Task material -
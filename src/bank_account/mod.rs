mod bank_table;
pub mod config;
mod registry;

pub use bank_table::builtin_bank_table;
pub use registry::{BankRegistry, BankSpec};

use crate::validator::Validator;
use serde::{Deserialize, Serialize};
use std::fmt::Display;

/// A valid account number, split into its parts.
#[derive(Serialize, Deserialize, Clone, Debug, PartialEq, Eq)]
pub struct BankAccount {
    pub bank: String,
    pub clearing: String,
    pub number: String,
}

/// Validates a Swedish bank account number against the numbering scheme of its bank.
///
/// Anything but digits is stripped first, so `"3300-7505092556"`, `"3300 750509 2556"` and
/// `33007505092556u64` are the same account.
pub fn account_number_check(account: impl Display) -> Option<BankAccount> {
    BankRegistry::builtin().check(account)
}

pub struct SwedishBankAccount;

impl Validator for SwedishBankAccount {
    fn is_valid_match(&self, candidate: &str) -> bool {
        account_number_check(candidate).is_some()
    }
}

---

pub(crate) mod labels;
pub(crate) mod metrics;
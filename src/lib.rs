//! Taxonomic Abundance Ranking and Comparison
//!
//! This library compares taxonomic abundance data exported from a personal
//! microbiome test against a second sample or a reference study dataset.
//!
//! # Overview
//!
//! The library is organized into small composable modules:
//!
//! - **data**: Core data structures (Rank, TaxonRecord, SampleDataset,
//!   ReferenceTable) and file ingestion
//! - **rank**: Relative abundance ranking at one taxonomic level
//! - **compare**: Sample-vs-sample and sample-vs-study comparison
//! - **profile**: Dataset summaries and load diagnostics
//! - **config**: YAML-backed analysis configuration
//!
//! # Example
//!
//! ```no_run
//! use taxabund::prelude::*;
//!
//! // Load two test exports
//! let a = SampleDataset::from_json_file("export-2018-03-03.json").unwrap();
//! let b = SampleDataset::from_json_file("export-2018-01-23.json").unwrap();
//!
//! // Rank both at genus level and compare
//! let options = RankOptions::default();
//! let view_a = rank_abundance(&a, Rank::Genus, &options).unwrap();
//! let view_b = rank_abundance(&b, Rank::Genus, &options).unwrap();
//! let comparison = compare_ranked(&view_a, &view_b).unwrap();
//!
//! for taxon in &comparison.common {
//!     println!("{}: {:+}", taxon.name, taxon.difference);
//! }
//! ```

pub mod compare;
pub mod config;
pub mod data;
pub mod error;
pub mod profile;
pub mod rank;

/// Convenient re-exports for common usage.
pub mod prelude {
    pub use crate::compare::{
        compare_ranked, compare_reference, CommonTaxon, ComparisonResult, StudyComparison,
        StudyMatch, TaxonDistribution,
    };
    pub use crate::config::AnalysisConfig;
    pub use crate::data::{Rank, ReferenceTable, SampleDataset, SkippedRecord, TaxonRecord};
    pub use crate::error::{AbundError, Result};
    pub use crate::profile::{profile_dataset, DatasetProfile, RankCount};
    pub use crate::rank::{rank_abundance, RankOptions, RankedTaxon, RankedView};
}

Aim of the task - Would you please copy all lines in the data that contain the word "unwrap"?

Output of the task -
//! let a = SampleDataset::from_json_file("export-2018-03-03.json").unwrap();
//! let b = SampleDataset::from_json_file("export-2018-01-23.json").unwrap();
//! let view_a = rank_abundance(&a, Rank::Genus, &options).unwrap();
//! let view_b = rank_abundance(&b, Rank::Genus, &options).unwrap();
//! let comparison = compare_ranked(&view_a, &view_b).unwrap();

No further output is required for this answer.